CHEA’s empty response

CHEA’s recent resolution lacks the credibility it seeks for its members. By misrepresenting the Department’s proposed changes, CHEA has created an easy straw-man target.

But one thing is clear: CHEA stands in the way of reforming the one-hundred year old accrediting monopoly that we now have.

More importantly, I sincerely doubt if its members, one of whom I have corresponded with, know what they are voting for. The lack of practical knowledge that I encountered on CHEA’s board was shocking. I can only conclude that the other members are ornamental as well, and that CHEA is a passive, non-active board that serves as a store-front for the accrediting guilds.
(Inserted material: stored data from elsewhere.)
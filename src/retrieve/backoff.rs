//! Bounded backoff delays for in-strategy retries.
//!
//! Only transient failures retry in place, and each retry waits a short
//! exponentially growing delay with jitter. The decision of *whether* to
//! retry lives with the orchestrator (it follows the classifier's
//! disposition); this policy only answers *how long* to wait.

use std::time::Duration;

use rand::Rng;

/// Default base delay before the first retry.
const DEFAULT_BASE_DELAY: Duration = Duration::from_secs(1);

/// Default delay cap. Kept low: the whole request runs under a wall-clock
/// budget, and long sleeps are better spent on the next strategy.
const DEFAULT_MAX_DELAY: Duration = Duration::from_secs(8);

/// Default multiplier applied each attempt.
const DEFAULT_MULTIPLIER: f64 = 2.0;

/// Maximum jitter added to each delay.
const MAX_JITTER: Duration = Duration::from_millis(250);

/// Delay schedule for in-strategy retries.
///
/// Delay formula: `min(base * multiplier^(attempt-1), max) + jitter`.
/// With defaults the schedule is roughly 1s, 2s, 4s, 8s, 8s...
#[derive(Debug, Clone)]
pub struct BackoffPolicy {
    base_delay: Duration,
    max_delay: Duration,
    multiplier: f64,
}

impl Default for BackoffPolicy {
    fn default() -> Self {
        Self {
            base_delay: DEFAULT_BASE_DELAY,
            max_delay: DEFAULT_MAX_DELAY,
            multiplier: DEFAULT_MULTIPLIER,
        }
    }
}

impl BackoffPolicy {
    /// Creates a policy with custom settings.
    #[must_use]
    pub fn new(base_delay: Duration, max_delay: Duration, multiplier: f64) -> Self {
        Self {
            base_delay,
            max_delay,
            multiplier,
        }
    }

    /// Returns the delay before retrying after failed attempt `attempt`
    /// (1-indexed: the delay after the first failure is `delay_for(1)`).
    #[must_use]
    pub fn delay_for(&self, attempt: u32) -> Duration {
        let exponent = f64::from(attempt.saturating_sub(1));
        let scaled_ms = self.base_delay.as_millis() as f64 * self.multiplier.powf(exponent);
        let capped_ms = scaled_ms.min(self.max_delay.as_millis() as f64);

        Duration::from_millis(capped_ms as u64) + jitter()
    }
}

/// Random jitter in `0..=MAX_JITTER`, spreading out simultaneous retries.
fn jitter() -> Duration {
    let mut rng = rand::thread_rng();
    Duration::from_millis(rng.gen_range(0..=MAX_JITTER.as_millis() as u64))
}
This blustery and superficial resolution supports this view.

Glen S. McGhee, Dir., at Florida Higher Education Accountability Project, at 8:50 am EDT on May 2, 2007

Rosa chinensis and such

Mr. McGhee is referring to an unsolicited email message I received from him concerning the “Diploma Integrity Protection Act,” and my subsequent reply. I am amused to find myself classified as “ornamental,” an attribute I apparently share with rose bushes and lawn cabbages. In that I was the sole author of the reply to Mr. McGhee, he cannot, however, conclude from my message that anyone else is also a lawn cabbage.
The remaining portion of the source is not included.